МХАТ… Обожание Станиславского для Фаины Раневской было способом ее существования. Это была традиция ее новой семьи. Впервые с письмом к Станиславскому и Немировичу-Данченко свою молоденькую ученицу «Вульфочку» отправил в Москву великий актер и педагог Владимир Николаевич Давыдов. Правда, Вульф тогда идти во МХАТ отказалась — хотела играть главные роли, а тут вспомогательный состав, студия. К тому же Станиславский при встрече на лестнице назвал ее Верой Федоровной; спустившись ниже, извинился: «Вы так похожи на Комиссаржевскую».

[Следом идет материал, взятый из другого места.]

//! Permission gate
//!
//! Answers "is this capability usable right now?" as a plain bool. Nothing
//! is cached: every call goes to the OS, and a failing OS call reads as
//! "not granted". Capabilities the platform has no prompt for are always
//! reported as granted; the user completes those actions by hand.

use std::sync::Arc;

use crate::device::PermissionBackend;
use crate::model::{Capability, PermissionState, Platform};

/// Stateless view over the OS permission backend
#[derive(Debug, Clone)]
pub struct PermissionGate {
    platform: Platform,
    backend: Arc<dyn PermissionBackend>,
}

impl PermissionGate {
    pub fn new(platform: Platform, backend: Arc<dyn PermissionBackend>) -> Self {
        Self { platform, backend }
    }

    pub fn platform(&self) -> Platform {
        self.platform
    }

    /// Current grant state. Never prompts.
    pub async fn check(&self, capability: Capability) -> bool {
        if !self.platform.prompts_for(capability) {
            return true;
        }

        match self.backend.status(capability).await {
            Ok(status) => status.is_granted(),
            Err(e) => {
                tracing::error!("{} permission check failed: {}", capability, e);
                false
            }
        }
    }

    /// Prompt if needed and return the resulting grant state.
    pub async fn request(&self, capability: Capability) -> bool {
        if !self.platform.prompts_for(capability) {
            return true;
        }

        match self.backend.request(capability).await {
            Ok(status) => {
                tracing::debug!("{} permission after request: {:?}", capability, status);
                status.is_granted()
            }
            Err(e) => {
                tracing::error!("{} permission error: {}", capability, e);
                false
            }
        }
    }

    /// Check every capability, one after another.
    pub async fn check_all(&self) -> PermissionState {
        PermissionState {
            location: self.check(Capability::Location).await,
            notifications: self.check(Capability::Notifications).await,
            messaging: self.check(Capability::Messaging).await,
        }
    }

    /// Request every capability, one after another.
    pub async fn request_all(&self) -> PermissionState {
        PermissionState {
            location: self.request(Capability::Location).await,
            notifications: self.request(Capability::Notifications).await,
            messaging: self.request(Capability::Messaging).await,
        }
    }
}
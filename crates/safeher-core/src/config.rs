//! SafeHer configuration

use serde::{Deserialize, Serialize};
use std::path::{Path, PathBuf};

use crate::device::{Accuracy, DeviceProfile};
use crate::dispatch::RecipientPolicy;
use crate::model::Platform;
use crate::{Result, SafeherError};

/// Default contacts file
pub const DEFAULT_CONTACTS_PATH: &str = "contacts.json";

/// Default data directory (launch flag and other local state)
pub const DEFAULT_DATA_DIR: &str = ".safeher";

/// Main configuration
#[derive(Debug, Clone, Serialize, Deserialize)]
#[serde(default)]
pub struct SafeherConfig {
    /// Runtime platform; selects the dispatch channel
    pub platform: Platform,

    /// Contacts file
    pub contacts_path: PathBuf,

    /// Local state directory
    pub data_dir: PathBuf,

    /// Location settings
    pub location: LocationSettings,

    /// Dispatch settings
    pub dispatch: DispatchSettings,

    /// Simulated device behaviour
    pub device: DeviceProfile,

    /// Logging settings
    pub logging: LoggingSettings,
}

impl Default for SafeherConfig {
    fn default() -> Self {
        Self {
            platform: Platform::detect(),
            contacts_path: PathBuf::from(DEFAULT_CONTACTS_PATH),
            data_dir: PathBuf::from(DEFAULT_DATA_DIR),
            location: LocationSettings::default(),
            dispatch: DispatchSettings::default(),
            device: DeviceProfile::default(),
            logging: LoggingSettings::default(),
        }
    }
}

impl SafeherConfig {
    /// Create a new configuration with default values
    pub fn new() -> Self {
        Self::default()
    }

    /// Set the platform
    pub fn with_platform(mut self, platform: Platform) -> Self {
        self.platform = platform;
        self
    }

    /// Set the contacts file
    pub fn with_contacts_path(mut self, path: impl Into<PathBuf>) -> Self {
        self.contacts_path = path.into();
        self
    }

    /// Set the data directory
    pub fn with_data_dir(mut self, path: impl Into<PathBuf>) -> Self {
        self.data_dir = path.into();
        self
    }

    /// Set the default country code
    pub fn with_country_code(mut self, code: impl Into<String>) -> Self {
        self.dispatch.default_country_code = Some(code.into());
        self
    }

    /// Set the simulated device profile
    pub fn with_device(mut self, device: DeviceProfile) -> Self {
        self.device = device;
        self
    }

    /// Load configuration from a file
    pub fn from_file(path: impl AsRef<Path>) -> Result<Self> {
        let content = std::fs::read_to_string(path)?;
        let config: Self = serde_json::from_str(&content)?;
        Ok(config)
    }

    /// Load from a file if it exists, defaults otherwise
    pub fn load_or_default(path: impl AsRef<Path>) -> Result<Self> {
        let path = path.as_ref();
        if path.exists() {
            Self::from_file(path)
        } else {
            tracing::debug!("No config at {:?}, using defaults", path);
            Ok(Self::default())
        }
    }

    /// Save configuration to a file
    pub fn to_file(&self, path: impl AsRef<Path>) -> Result<()> {
        let content = serde_json::to_string_pretty(self)?;
        std::fs::write(path, content)?;
        Ok(())
    }

    /// Apply `SAFEHER_*` environment variables on top of the loaded values
    pub fn apply_env_overrides(&mut self) -> Result<()> {
        self.apply_overrides(|key| std::env::var(key).ok())
    }

    fn apply_overrides(&mut self, lookup: impl Fn(&str) -> Option<String>) -> Result<()> {
        if let Some(value) = lookup("SAFEHER_PLATFORM") {
            self.platform = value.parse().map_err(SafeherError::InvalidConfig)?;
        }
        if let Some(value) = lookup("SAFEHER_CONTACTS") {
            self.contacts_path = PathBuf::from(value);
        }
        if let Some(value) = lookup("SAFEHER_DATA_DIR") {
            self.data_dir = PathBuf::from(value);
        }
        if let Some(value) = lookup("SAFEHER_COUNTRY_CODE") {
            self.dispatch.default_country_code = Some(value);
        }
        Ok(())
    }

    /// Reject malformed values
    pub fn validate(&self) -> Result<()> {
        if let Some(code) = &self.dispatch.default_country_code {
            let digits = code.strip_prefix('+').unwrap_or("");
            let valid = !digits.is_empty()
                && digits.len() <= 4
                && digits.chars().all(|c| c.is_ascii_digit());
            if !valid {
                return Err(SafeherError::InvalidConfig(format!(
                    "default_country_code must look like +91, got '{}'",
                    code
                )));
            }
        }
        if self.contacts_path.as_os_str().is_empty() {
            return Err(SafeherError::InvalidConfig(
                "contacts_path must not be empty".to_string(),
            ));
        }
        Ok(())
    }

    /// Marker file for the first-launch flag
    pub fn launch_flag_path(&self) -> PathBuf {
        self.data_dir.join("has_launched")
    }
}

/// Location settings
#[derive(Debug, Clone, Default, Serialize, Deserialize)]
#[serde(default)]
pub struct LocationSettings {
    /// Accuracy requested from the position source
    pub accuracy: Accuracy,
}

/// Dispatch settings
#[derive(Debug, Clone, Default, Serialize, Deserialize)]
#[serde(default)]
pub struct DispatchSettings {
    /// Prefix for phone numbers lacking a `+` country code
    pub default_country_code: Option<String>,
}

impl DispatchSettings {
    pub fn recipient_policy(&self) -> RecipientPolicy {
        RecipientPolicy {
            default_country_code: self.default_country_code.clone(),
        }
    }
}

/// Logging settings
#[derive(Debug, Clone, Serialize, Deserialize)]
#[serde(default)]
pub struct LoggingSettings {
    /// Default filter directive when `RUST_LOG` is unset
    pub level: String,
}

impl Default for LoggingSettings {
    fn default() -> Self {
        Self {
            level: "info".to_string(),
        }
    }
}

#[cfg(test)]
mod tests {
    use super::*;
    use std::collections::HashMap;
    use tempfile::tempdir;

    #[test]
    fn test_default_config() {
        let config = SafeherConfig::default();
        assert_eq!(config.platform, Platform::detect());
        assert_eq!(config.contacts_path, PathBuf::from(DEFAULT_CONTACTS_PATH));
        assert_eq!(config.location.accuracy, Accuracy::High);
        assert!(config.dispatch.default_country_code.is_none());
        assert!(config.validate().is_ok());
    }

    #[test]
    fn test_config_builder() {
        let config = SafeherConfig::new()
            .with_platform(Platform::Ios)
            .with_contacts_path("/tmp/c.json")
            .with_data_dir("/tmp/state")
            .with_country_code("+91")
            .with_device(DeviceProfile::default().with_messaging_available(false));

        assert_eq!(config.platform, Platform::Ios);
        assert!(!config.device.messaging_available);
        assert_eq!(config.contacts_path, PathBuf::from("/tmp/c.json"));
        assert_eq!(config.launch_flag_path(), PathBuf::from("/tmp/state/has_launched"));
        assert_eq!(
            config.dispatch.recipient_policy(),
            RecipientPolicy::with_country_code("+91")
        );
    }

    #[test]
    fn test_config_file_roundtrip() {
        let dir = tempdir().unwrap();
        let path = dir.path().join("safeher.json");

        let config = SafeherConfig::default().with_platform(Platform::Android);
        config.to_file(&path).unwrap();

        let parsed = SafeherConfig::from_file(&path).unwrap();
        assert_eq!(parsed.platform, Platform::Android);
        assert_eq!(parsed.device, config.device);
    }

    #[test]
    fn test_partial_file_uses_defaults() {
        let dir = tempdir().unwrap();
        let path = dir.path().join("safeher.json");
        std::fs::write(&path, r#"{"platform": "web", "location": {"accuracy": "balanced"}}"#).unwrap();

        let config = SafeherConfig::from_file(&path).unwrap();
        assert_eq!(config.platform, Platform::Web);
        assert_eq!(config.location.accuracy, Accuracy::Balanced);
        assert_eq!(config.logging.level, "info");
    }

    #[test]
    fn test_missing_file_loads_defaults() {
        let dir = tempdir().unwrap();
        let config = SafeherConfig::load_or_default(dir.path().join("absent.json")).unwrap();
        assert_eq!(config.data_dir, PathBuf::from(DEFAULT_DATA_DIR));
    }

    #[test]
    fn test_overrides() {
        let env: HashMap<&str, &str> = [
            ("SAFEHER_PLATFORM", "ios"),
            ("SAFEHER_CONTACTS", "/data/contacts.json"),
            ("SAFEHER_COUNTRY_CODE", "+44"),
        ]
        .into_iter()
        .collect();

        let mut config = SafeherConfig::default();
        config
            .apply_overrides(|key| env.get(key).map(|v| v.to_string()))
            .unwrap();

        assert_eq!(config.platform, Platform::Ios);
        assert_eq!(config.contacts_path, PathBuf::from("/data/contacts.json"));
        assert_eq!(config.dispatch.default_country_code.as_deref(), Some("+44"));
    }

    #[test]
    fn test_bad_platform_override() {
        let mut config = SafeherConfig::default();
        let result = config.apply_overrides(|key| {
            (key == "SAFEHER_PLATFORM").then(|| "blackberry".to_string())
        });
        assert!(matches!(result, Err(SafeherError::InvalidConfig(_))));
    }

    #[test]
    fn test_validate_country_code() {
        for bad in ["91", "+", "+91a", "+12345"] {
            let config = SafeherConfig::default().with_country_code(bad);
            assert!(config.validate().is_err(), "{} should be rejected", bad);
        }
        assert!(SafeherConfig::default().with_country_code("+1").validate().is_ok());
    }
}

Вторая встреча Павлы Вульф со Станиславским состоялась через несколько лет. За это время ее увидел на сцене в Нижнем Новгороде Максим Горький и много говорил о ней Станиславскому. И опять — рок какой-то — Павла Леонтьевна отказалась от приглашения Константина Сергеевича на роль Сони в «Дяде Ване» — не могла нарушить слово, уже данное ею антрепренеру Незлобину.
Две встречи были с основателями МХАТа и у Раневской.
Об одной встрече со Станиславским в 1916 году она будет говорить всю жизнь — помните: «Мальчик мой дорогой!..» Вторая встреча, позже, была не со Станиславским, а с Немировичем-Данченко. Ее устроил Качалов. Волнуясь, вошла она в кабинет Немировича. Пригласив ее сесть, Владимир Иванович начал беседу — он еще не видел Раневскую на сцене, но о ней хорошо говорят. Надо подумать — не войти ли ей в труппу МХАТа. Раневская вскочила, волнуясь, стала кланяться, благодарить и… забыла имя и отчество мэтра: «Я так тронута, дорогой Василий Степанович!» — холодея произнесла она. «Он как-то странно посмотрел на меня, — рассказывала Раневская, — и я выбежала из кабинета, не простившись». Рассказала в слезах все Качалову. Он растерялся — но опять пошел к Немировичу с просьбой принять Раневскую вторично. «Нет, Василий Иванович, — сказал Немирович, — и не просите; она, извините, ненормальная. Я ее боюсь».
Так Павла Вульф и Фаина Раневская не попали во МХАТ.